■ **Data in this exercise**:
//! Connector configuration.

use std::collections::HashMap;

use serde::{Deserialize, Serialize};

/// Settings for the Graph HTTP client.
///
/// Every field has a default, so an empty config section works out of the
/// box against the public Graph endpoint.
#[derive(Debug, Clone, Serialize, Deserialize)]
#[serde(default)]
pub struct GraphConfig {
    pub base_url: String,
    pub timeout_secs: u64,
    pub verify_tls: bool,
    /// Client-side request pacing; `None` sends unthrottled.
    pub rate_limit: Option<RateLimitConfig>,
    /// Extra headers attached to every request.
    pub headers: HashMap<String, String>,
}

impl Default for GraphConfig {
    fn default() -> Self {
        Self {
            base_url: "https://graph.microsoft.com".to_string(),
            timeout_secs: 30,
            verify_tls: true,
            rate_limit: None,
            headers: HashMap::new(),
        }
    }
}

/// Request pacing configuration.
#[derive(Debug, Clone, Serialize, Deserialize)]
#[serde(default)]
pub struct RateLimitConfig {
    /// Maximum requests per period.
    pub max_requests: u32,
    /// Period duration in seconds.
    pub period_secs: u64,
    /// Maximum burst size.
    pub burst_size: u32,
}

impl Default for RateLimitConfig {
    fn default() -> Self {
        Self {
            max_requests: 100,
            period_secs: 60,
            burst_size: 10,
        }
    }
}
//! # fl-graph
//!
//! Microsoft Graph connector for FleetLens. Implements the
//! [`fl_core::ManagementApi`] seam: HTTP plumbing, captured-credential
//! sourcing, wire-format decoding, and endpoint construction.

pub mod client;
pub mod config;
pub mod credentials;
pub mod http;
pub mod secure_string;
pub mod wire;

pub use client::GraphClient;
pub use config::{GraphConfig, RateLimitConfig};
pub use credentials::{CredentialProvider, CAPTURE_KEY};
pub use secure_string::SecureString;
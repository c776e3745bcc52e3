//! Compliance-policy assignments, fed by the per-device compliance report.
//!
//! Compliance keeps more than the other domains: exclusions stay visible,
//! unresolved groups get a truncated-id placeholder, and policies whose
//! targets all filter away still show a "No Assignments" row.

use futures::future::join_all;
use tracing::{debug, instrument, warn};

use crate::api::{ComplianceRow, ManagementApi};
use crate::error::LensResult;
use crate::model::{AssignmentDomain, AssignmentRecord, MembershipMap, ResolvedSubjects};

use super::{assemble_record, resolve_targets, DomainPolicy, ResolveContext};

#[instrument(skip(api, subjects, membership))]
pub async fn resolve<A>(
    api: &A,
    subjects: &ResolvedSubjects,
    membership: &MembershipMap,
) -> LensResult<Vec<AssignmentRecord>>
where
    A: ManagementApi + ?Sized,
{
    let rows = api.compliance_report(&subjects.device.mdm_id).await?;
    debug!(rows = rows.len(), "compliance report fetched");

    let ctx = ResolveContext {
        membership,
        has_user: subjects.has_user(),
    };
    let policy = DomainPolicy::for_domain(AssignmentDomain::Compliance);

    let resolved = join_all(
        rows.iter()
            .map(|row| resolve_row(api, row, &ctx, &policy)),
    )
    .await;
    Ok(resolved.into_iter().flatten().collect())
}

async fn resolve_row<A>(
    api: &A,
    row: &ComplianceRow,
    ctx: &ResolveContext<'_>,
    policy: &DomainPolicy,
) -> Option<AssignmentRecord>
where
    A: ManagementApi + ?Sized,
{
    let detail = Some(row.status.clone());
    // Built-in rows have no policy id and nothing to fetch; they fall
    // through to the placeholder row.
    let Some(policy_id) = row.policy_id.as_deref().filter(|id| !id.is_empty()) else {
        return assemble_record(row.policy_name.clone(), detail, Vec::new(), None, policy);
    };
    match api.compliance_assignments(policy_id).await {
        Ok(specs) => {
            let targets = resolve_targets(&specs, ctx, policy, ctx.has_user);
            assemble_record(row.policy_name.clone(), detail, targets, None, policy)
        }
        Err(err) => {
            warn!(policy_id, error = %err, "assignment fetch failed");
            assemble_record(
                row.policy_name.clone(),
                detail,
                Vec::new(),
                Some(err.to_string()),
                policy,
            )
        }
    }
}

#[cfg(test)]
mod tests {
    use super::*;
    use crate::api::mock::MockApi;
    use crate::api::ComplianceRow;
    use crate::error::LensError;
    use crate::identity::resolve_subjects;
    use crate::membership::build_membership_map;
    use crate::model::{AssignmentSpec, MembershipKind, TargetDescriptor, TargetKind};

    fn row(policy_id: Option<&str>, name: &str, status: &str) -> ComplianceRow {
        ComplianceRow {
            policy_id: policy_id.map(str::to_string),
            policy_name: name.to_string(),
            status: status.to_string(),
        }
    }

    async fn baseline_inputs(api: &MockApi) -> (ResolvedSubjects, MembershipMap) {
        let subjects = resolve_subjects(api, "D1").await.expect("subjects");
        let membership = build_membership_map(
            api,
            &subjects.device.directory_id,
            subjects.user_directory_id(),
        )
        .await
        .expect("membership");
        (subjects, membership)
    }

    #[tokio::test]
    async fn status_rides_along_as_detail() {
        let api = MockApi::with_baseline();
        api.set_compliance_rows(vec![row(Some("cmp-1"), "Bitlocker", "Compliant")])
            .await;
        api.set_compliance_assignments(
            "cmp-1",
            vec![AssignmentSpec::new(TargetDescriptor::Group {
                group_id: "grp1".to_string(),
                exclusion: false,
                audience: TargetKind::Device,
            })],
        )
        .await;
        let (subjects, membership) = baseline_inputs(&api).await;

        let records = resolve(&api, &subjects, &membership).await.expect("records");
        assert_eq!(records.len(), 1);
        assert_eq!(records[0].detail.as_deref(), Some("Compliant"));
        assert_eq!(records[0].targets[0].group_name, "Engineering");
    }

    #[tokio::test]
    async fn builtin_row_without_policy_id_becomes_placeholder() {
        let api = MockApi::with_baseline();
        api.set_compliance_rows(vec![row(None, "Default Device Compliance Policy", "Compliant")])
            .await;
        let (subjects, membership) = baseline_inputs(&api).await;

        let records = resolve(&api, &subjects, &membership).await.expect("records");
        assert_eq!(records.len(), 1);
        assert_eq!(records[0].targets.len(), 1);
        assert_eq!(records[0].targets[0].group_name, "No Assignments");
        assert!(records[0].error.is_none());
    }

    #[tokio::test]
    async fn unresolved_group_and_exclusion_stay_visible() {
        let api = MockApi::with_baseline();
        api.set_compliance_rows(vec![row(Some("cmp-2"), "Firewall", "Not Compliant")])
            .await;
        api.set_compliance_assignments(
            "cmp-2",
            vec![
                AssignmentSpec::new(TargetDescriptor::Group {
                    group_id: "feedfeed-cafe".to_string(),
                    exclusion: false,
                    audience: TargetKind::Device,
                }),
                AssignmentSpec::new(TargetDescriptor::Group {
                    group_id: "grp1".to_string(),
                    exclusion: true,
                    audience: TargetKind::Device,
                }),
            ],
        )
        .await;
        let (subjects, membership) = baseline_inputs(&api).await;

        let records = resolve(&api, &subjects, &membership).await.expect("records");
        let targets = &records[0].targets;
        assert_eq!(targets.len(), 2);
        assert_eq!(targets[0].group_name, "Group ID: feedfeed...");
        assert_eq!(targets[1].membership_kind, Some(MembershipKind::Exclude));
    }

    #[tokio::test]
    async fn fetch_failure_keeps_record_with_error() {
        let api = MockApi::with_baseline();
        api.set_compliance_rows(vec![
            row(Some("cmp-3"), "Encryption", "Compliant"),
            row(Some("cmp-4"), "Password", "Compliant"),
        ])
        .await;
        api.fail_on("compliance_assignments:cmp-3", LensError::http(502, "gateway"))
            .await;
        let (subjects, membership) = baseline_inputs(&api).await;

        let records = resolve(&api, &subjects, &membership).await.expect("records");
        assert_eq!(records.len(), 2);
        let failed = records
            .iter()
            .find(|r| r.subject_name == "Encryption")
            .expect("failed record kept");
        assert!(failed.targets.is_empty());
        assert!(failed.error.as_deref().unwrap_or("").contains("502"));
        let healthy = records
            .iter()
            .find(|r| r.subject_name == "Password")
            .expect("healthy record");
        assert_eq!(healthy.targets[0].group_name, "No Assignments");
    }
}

■ **To do**: The word "endpoint" is the filter: copy every line of the listing above that contains it.

■ **Result of this exercise**:
/// box against the public Graph endpoint.
//! sourcing, wire-format decoding, and endpoint construction.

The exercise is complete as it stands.